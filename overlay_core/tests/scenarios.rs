// End-to-end presenter sessions driven through the public engine API.

use presenter_overlay::*;

fn ms(v: u64) -> Timestamp {
    Timestamp::from_millis(v)
}

fn engine_with_modes(modes: &[PresenterMode]) -> (OverlayEngine, InputHook) {
    let mut config = OverlayConfig::default();
    config.general.modes = modes.to_vec();
    OverlayEngine::new(config).unwrap()
}

fn press(hook: &InputHook, at: Timestamp) {
    hook.key_down(at, Key::Char('l'), true).unwrap();
}

fn release(hook: &InputHook, at: Timestamp) {
    hook.key_down(at, Key::Char('a'), true).unwrap();
}

fn erase(hook: &InputHook, at: Timestamp) {
    hook.key_down(at, Key::Char('e'), false).unwrap();
}

#[test]
fn hold_spotlight_follows_button() {
    let (mut engine, hook) =
        engine_with_modes(&[PresenterMode::SpotlightHold, PresenterMode::Laser]);
    let pointer = ScreenPoint::new(800.0, 450.0);
    hook.pointer_moved(pointer);

    press(&hook, ms(0));
    let frame = engine.tick(ms(16));
    assert!(frame.snapshot.indicator_on);
    assert_eq!(frame.snapshot.active_mode, PresenterMode::SpotlightHold);
    assert_eq!(
        frame.commands[1],
        DrawCommand::ClearCircle {
            center: pointer,
            radius: 150.0
        }
    );

    release(&hook, ms(500));
    let frame = engine.tick(ms(516));
    assert!(!frame.snapshot.indicator_on);
    assert!(frame.is_empty());
}

#[test]
fn laser_trail_collects_moves_then_clears() {
    let (mut engine, hook) =
        engine_with_modes(&[PresenterMode::SpotlightHold, PresenterMode::Laser]);

    erase(&hook, ms(0));
    let frame = engine.tick(ms(16));
    assert_eq!(frame.snapshot.active_mode, PresenterMode::Laser);
    assert_eq!(frame.mode_changed, Some(PresenterMode::Laser));

    press(&hook, ms(20));
    for i in 0..5u64 {
        hook.pointer_moved(ScreenPoint::new(100.0 + i as f32 * 10.0, 200.0));
        engine.tick(ms(40 + i * 16));
    }
    assert_eq!(engine.trail().len(), 5);
    assert_eq!(
        engine.trail().head().map(|s| s.position),
        Some(ScreenPoint::new(140.0, 200.0))
    );

    release(&hook, ms(200));
    let frame = engine.tick(ms(216));
    assert!(!frame.snapshot.indicator_on);
    assert!(frame.is_empty());
    assert!(engine.trail().is_empty());
}

#[test]
fn toggle_spotlight_ignores_release() {
    let (mut engine, hook) = engine_with_modes(&[PresenterMode::SpotlightToggle]);

    release(&hook, ms(0));
    assert!(!engine.tick(ms(16)).snapshot.indicator_on);

    press(&hook, ms(100));
    assert!(engine.tick(ms(116)).snapshot.indicator_on);

    release(&hook, ms(200));
    assert!(engine.tick(ms(216)).snapshot.indicator_on);

    // Far enough from the first press to stay a plain press.
    press(&hook, ms(1_000));
    let frame = engine.tick(ms(1_016));
    assert!(!frame.snapshot.indicator_on);
    assert!(frame.is_empty());
    assert!(engine.trail().is_empty());

    release(&hook, ms(1_100));
    assert!(!engine.tick(ms(1_116)).snapshot.indicator_on);
}

#[test]
fn short_trail_keeps_newest_three() {
    let mut config = OverlayConfig::default();
    config.general.modes = vec![PresenterMode::Laser];
    config.laser.max_trail_length = 3;
    let (mut engine, hook) = OverlayEngine::new(config).unwrap();

    press(&hook, ms(0));
    let points: Vec<ScreenPoint> = (1..=4).map(|i| ScreenPoint::new(i as f32, 0.0)).collect();
    for (i, p) in points.iter().enumerate() {
        hook.pointer_moved(*p);
        engine.tick(ms(16 * (i as u64 + 1)));
    }

    let held: Vec<ScreenPoint> = engine.trail().samples().map(|s| s.position).collect();
    assert_eq!(held, vec![points[3], points[2], points[1]]);

    let alphas: Vec<u8> = engine.trail().render_list().iter().map(|d| d.alpha).collect();
    assert_eq!(alphas[0], 255);
    assert!(alphas[1] < 255 && alphas[1] > 25);
    assert_eq!(alphas[2], 25);
}

#[test]
fn erase_mid_indication_turns_everything_off() {
    let (mut engine, hook) =
        engine_with_modes(&[PresenterMode::Laser, PresenterMode::SpotlightToggle]);

    press(&hook, ms(0));
    hook.pointer_moved(ScreenPoint::new(5.0, 5.0));
    engine.tick(ms(16));
    assert!(!engine.trail().is_empty());

    erase(&hook, ms(30));
    let frame = engine.tick(ms(32));
    assert_eq!(frame.snapshot.active_mode, PresenterMode::SpotlightToggle);
    assert!(!frame.snapshot.indicator_on);
    assert!(engine.trail().is_empty());
    assert!(frame.is_empty());
}

#[test]
fn input_from_hook_thread_reaches_render_tick() {
    let (mut engine, hook) = engine_with_modes(&[PresenterMode::SpotlightHold]);

    let remote = hook.clone();
    std::thread::spawn(move || {
        remote.pointer_moved(ScreenPoint::new(42.0, 24.0));
        remote.key_down(ms(0), Key::Char('l'), true).unwrap();
    })
    .join()
    .unwrap();

    let frame = engine.tick(ms(16));
    assert!(frame.snapshot.indicator_on);
    assert_eq!(frame.pointer, ScreenPoint::new(42.0, 24.0));

    let mut canvas = Canvas::new(100, 60).unwrap();
    canvas.render(&frame);
    assert_eq!(canvas.pixel(42, 24), Rgba::TRANSPARENT);
    assert_eq!(canvas.pixel(99, 59).a, 0);
}

#[test]
fn quit_hotkey_requests_shutdown() {
    let (mut engine, hook) = engine_with_modes(&[PresenterMode::SpotlightHold]);
    press(&hook, ms(0));
    hook.key_down(ms(10), Key::Char('q'), true).unwrap();

    let frame = engine.tick(ms(16));
    assert!(engine.quit_requested());
    assert!(frame.is_empty());
    engine.shutdown();
}
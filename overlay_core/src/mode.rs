// Presenter mode state machine.
// Owns the active mode index, the indicator flag and the laser trail.
// Every (state, event) pair resolves to a defined state; unmatched events are no-ops.

use crate::config::OverlayConfig;
use crate::trail::LaserTrail;
use crate::types::*;

/// Mutable engine state. One per process, owned by the state machine.
pub struct EngineState {
    pub active_mode_index: usize,
    pub indicator_on: bool,
    pub trail: LaserTrail,
}

/// What an event changed, for logging and host notification.
#[derive(Debug, Clone, Copy, PartialEq, Eq, Default)]
pub struct Transition {
    pub mode_changed: Option<PresenterMode>,
    pub indicator_changed: Option<bool>,
}

impl Transition {
    pub fn is_noop(&self) -> bool {
        self.mode_changed.is_none() && self.indicator_changed.is_none()
    }
}

pub struct ModeStateMachine {
    modes: Vec<PresenterMode>,
    state: EngineState,
}

impl ModeStateMachine {
    /// Start at the first configured mode with the indicator off.
    pub fn new(config: &OverlayConfig) -> Self {
        let modes = if config.general.modes.is_empty() {
            vec![PresenterMode::SpotlightHold]
        } else {
            config.general.modes.clone()
        };

        ModeStateMachine {
            modes,
            state: EngineState {
                active_mode_index: 0,
                indicator_on: false,
                trail: LaserTrail::new(&config.laser),
            },
        }
    }

    pub fn modes(&self) -> &[PresenterMode] {
        &self.modes
    }

    pub fn active_mode(&self) -> PresenterMode {
        self.modes[self.state.active_mode_index]
    }

    pub fn active_mode_index(&self) -> usize {
        self.state.active_mode_index
    }

    pub fn indicator_on(&self) -> bool {
        self.state.indicator_on
    }

    pub fn trail(&self) -> &LaserTrail {
        &self.state.trail
    }

    pub fn trail_mut(&mut self) -> &mut LaserTrail {
        &mut self.state.trail
    }

    pub fn snapshot(&self) -> EngineSnapshot {
        EngineSnapshot {
            active_mode: self.active_mode(),
            active_mode_index: self.state.active_mode_index,
            indicator_on: self.state.indicator_on,
        }
    }

    /// Apply one semantic event.
    pub fn apply(&mut self, event: SemanticEvent) -> Transition {
        let mode = self.active_mode();

        let transition = match (event, mode) {
            (SemanticEvent::Erase, _) => self.cycle_mode(),

            (
                SemanticEvent::SpotlightPress,
                PresenterMode::SpotlightHold | PresenterMode::Laser,
            ) => self.set_indicator(true),

            (
                SemanticEvent::SpotlightRelease,
                PresenterMode::SpotlightHold | PresenterMode::Laser,
            ) => self.set_indicator(false),

            (SemanticEvent::SpotlightPress, PresenterMode::SpotlightToggle) => {
                let on = !self.state.indicator_on;
                self.set_indicator(on)
            }

            // Toggle is press-driven; the device's own double click and the
            // annotate button only affect the device. Quit is handled by the host.
            (SemanticEvent::SpotlightRelease, PresenterMode::SpotlightToggle)
            | (SemanticEvent::AnnotatePress, _)
            | (SemanticEvent::AnnotateRelease, _)
            | (SemanticEvent::SpotlightDoubleClick, _)
            | (SemanticEvent::Quit, _) => Transition::default(),
        };

        if !transition.is_noop() {
            log::debug!("[MODE] {:?} in {} -> {:?}", event, mode, transition);
        }
        transition
    }

    /// Force the indicator off and clear the trail.
    pub fn deactivate(&mut self) -> Transition {
        self.set_indicator(false)
    }

    fn cycle_mode(&mut self) -> Transition {
        let indicator = self.set_indicator(false);

        self.state.active_mode_index = (self.state.active_mode_index + 1) % self.modes.len();
        let mode = self.active_mode();
        log::info!("[MODE] Switched to {}", mode);

        Transition {
            mode_changed: Some(mode),
            indicator_changed: indicator.indicator_changed,
        }
    }

    fn set_indicator(&mut self, on: bool) -> Transition {
        if !on {
            self.state.trail.clear();
        }
        if self.state.indicator_on == on {
            return Transition::default();
        }

        self.state.indicator_on = on;
        Transition {
            mode_changed: None,
            indicator_changed: Some(on),
        }
    }
}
====================
> Your assignment
Copy each line of the listing that contains the string "SpotlightPress".

> Output for this task
                SemanticEvent::SpotlightPress,
            (SemanticEvent::SpotlightPress, PresenterMode::SpotlightToggle) => {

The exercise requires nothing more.